November 23, 2024
House Speaker Kevin McCarthy (R-CA) is holding fast in negotiations with the White House and Senate Democrats, pushing for deep spending cuts and other key concessions from the left in exchange for lifting the debt ceiling.

House Speaker Kevin McCarthy (R-CA) is holding fast in negotiations with the White House and Senate Democrats, pushing for deep spending cuts and other key concessions from the left in exchange for lifting the debt ceiling.

The White House attempted to float a freeze on spending at current levels per sources involved in the negotiations, but McCarthy rebuffed the administration’s proposal and is holding out seeking actual cuts to spending levels.

While sources involved say they are unsure at this time exactly how much spending will be cut, some say it could be into the tens of or hundreds of billions of dollars of spending cuts, combined with caps on future years of discretionary non-military spending.

“This is going to be a historic deal,” one key staffer involved in negotiations told Breitbart News.

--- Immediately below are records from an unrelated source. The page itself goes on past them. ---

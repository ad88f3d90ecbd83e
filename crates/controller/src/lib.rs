//! Steward controller: a level-triggered reconciliation loop.
//!
//! Notifications from an [`EventSource`](steward_core::EventSource) are
//! turned into keys on a [`WorkQueue`](steward_queue::WorkQueue) by the
//! [`EventTranslator`]; workers pull keys and hand them to a [`Reconciler`],
//! which re-reads the cache and converges the object. The [`Controller`]
//! waits for the cache to sync before any key is processed and shuts the
//! queue down on cancellation.

#![forbid(unsafe_code)]

mod config;
mod controller;
mod reconcile;
mod translator;
mod worker;

pub use config::ControllerConfig;
pub use controller::{Controller, ControllerError, Phase};
pub use reconcile::{Action, CronTabReconciler, ReconcileError, ReconcileOutcome, Reconciler};
pub use translator::EventTranslator;

pub use tokio_util::sync::CancellationToken;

Other major planks of the emerging deal that McCarthy has insisted on, sources say, include cuts to President Joe Biden’s plans to bring in new IRS agents, which was made as part of the Orwellian-named “Inflation Reduction Act” last Congress. McCarthy, a source familiar with the matter told Breitbart News, has insisted on slashing the hiring of new IRS agents and is demanding that is part of the final deal.

“We know where our differences lie. We worked well into past midnight last night. We’re back at it today trying to get to the conclusion,” McCarthy told reporters Thursday afternoon. “We need to have an agreement that is worthy of the Americans public.”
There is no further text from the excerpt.